Stored records:
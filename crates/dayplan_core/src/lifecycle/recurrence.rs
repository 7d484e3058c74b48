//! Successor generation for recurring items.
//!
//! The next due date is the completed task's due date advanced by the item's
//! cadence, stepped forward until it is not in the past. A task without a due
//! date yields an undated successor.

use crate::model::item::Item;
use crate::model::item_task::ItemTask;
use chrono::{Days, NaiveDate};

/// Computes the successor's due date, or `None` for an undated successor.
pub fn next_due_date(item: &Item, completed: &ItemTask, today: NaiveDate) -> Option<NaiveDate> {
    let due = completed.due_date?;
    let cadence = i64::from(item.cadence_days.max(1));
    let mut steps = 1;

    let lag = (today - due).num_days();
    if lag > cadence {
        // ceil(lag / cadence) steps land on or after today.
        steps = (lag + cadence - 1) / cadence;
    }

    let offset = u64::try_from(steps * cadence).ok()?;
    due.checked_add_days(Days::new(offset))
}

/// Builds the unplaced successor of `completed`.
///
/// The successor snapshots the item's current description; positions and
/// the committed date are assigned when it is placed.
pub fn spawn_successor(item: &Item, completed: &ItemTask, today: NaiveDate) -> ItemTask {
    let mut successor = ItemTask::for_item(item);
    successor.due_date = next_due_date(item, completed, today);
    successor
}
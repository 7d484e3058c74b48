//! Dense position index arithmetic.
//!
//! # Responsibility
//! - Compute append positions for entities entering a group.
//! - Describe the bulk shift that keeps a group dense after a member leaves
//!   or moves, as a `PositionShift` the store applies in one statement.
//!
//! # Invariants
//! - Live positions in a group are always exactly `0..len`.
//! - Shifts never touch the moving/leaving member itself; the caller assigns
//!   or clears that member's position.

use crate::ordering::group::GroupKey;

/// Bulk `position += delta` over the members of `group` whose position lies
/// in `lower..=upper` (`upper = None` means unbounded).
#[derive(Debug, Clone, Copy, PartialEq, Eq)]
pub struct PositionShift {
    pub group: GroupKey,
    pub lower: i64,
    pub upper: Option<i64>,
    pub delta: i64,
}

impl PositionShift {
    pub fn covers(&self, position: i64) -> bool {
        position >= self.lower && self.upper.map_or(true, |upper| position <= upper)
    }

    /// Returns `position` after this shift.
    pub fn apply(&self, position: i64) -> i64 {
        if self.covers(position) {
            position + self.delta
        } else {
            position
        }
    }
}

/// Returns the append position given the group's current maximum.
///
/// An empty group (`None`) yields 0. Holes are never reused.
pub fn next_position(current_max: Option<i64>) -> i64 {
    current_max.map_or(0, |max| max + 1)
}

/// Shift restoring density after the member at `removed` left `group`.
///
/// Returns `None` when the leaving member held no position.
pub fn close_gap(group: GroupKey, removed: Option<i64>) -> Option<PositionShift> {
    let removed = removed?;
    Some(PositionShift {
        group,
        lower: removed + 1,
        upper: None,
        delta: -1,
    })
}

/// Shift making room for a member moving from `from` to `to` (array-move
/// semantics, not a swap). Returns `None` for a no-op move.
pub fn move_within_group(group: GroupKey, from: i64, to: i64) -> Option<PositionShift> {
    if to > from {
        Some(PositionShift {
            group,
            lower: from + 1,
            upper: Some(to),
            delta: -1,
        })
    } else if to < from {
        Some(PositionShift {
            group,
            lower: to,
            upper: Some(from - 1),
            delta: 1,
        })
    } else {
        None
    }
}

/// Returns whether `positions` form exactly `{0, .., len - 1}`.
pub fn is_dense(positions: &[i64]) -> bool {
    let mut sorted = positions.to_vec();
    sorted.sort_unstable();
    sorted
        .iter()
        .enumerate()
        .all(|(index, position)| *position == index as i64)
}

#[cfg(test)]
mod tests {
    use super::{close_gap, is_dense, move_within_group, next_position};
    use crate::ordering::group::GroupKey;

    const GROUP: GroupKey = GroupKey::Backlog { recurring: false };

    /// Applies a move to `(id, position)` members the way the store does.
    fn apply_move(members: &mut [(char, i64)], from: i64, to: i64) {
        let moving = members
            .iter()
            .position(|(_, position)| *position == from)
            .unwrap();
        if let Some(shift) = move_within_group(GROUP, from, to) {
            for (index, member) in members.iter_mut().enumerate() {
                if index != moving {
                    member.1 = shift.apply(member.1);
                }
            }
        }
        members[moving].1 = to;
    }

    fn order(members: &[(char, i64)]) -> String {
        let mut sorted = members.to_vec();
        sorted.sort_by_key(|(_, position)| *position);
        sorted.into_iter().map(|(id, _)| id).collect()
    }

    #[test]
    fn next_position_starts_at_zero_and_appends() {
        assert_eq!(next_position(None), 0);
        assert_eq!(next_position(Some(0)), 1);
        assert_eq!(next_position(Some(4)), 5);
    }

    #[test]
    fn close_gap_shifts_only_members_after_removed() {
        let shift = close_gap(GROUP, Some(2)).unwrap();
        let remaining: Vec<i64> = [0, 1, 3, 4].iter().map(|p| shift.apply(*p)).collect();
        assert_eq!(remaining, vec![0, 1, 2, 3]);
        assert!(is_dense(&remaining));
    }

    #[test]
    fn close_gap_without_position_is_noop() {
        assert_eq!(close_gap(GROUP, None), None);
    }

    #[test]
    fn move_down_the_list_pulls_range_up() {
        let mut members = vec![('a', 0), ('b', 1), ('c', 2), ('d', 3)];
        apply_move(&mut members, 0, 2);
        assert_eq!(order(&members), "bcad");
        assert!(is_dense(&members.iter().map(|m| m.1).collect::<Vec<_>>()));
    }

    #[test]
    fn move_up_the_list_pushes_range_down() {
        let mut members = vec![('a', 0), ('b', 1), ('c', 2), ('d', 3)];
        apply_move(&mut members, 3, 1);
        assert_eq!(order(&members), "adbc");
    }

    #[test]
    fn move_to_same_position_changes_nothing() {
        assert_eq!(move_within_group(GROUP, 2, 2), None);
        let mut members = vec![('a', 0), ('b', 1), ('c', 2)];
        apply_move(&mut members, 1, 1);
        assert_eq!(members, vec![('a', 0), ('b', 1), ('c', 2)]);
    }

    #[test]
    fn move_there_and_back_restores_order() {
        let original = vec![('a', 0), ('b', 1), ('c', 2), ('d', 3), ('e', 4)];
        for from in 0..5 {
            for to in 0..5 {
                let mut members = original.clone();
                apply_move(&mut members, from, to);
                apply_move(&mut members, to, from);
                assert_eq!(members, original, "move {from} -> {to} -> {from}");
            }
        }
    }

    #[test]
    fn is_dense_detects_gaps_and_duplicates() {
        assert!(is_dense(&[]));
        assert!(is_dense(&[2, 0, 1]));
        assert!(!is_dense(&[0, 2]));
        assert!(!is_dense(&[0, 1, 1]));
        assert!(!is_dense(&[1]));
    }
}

Work required: Only lines with the word "exactly" go in the answer. Take them all from the entries above.

Result of the task:
//! - Live positions in a group are always exactly `0..len`.
/// Returns whether `positions` form exactly `{0, .., len - 1}`.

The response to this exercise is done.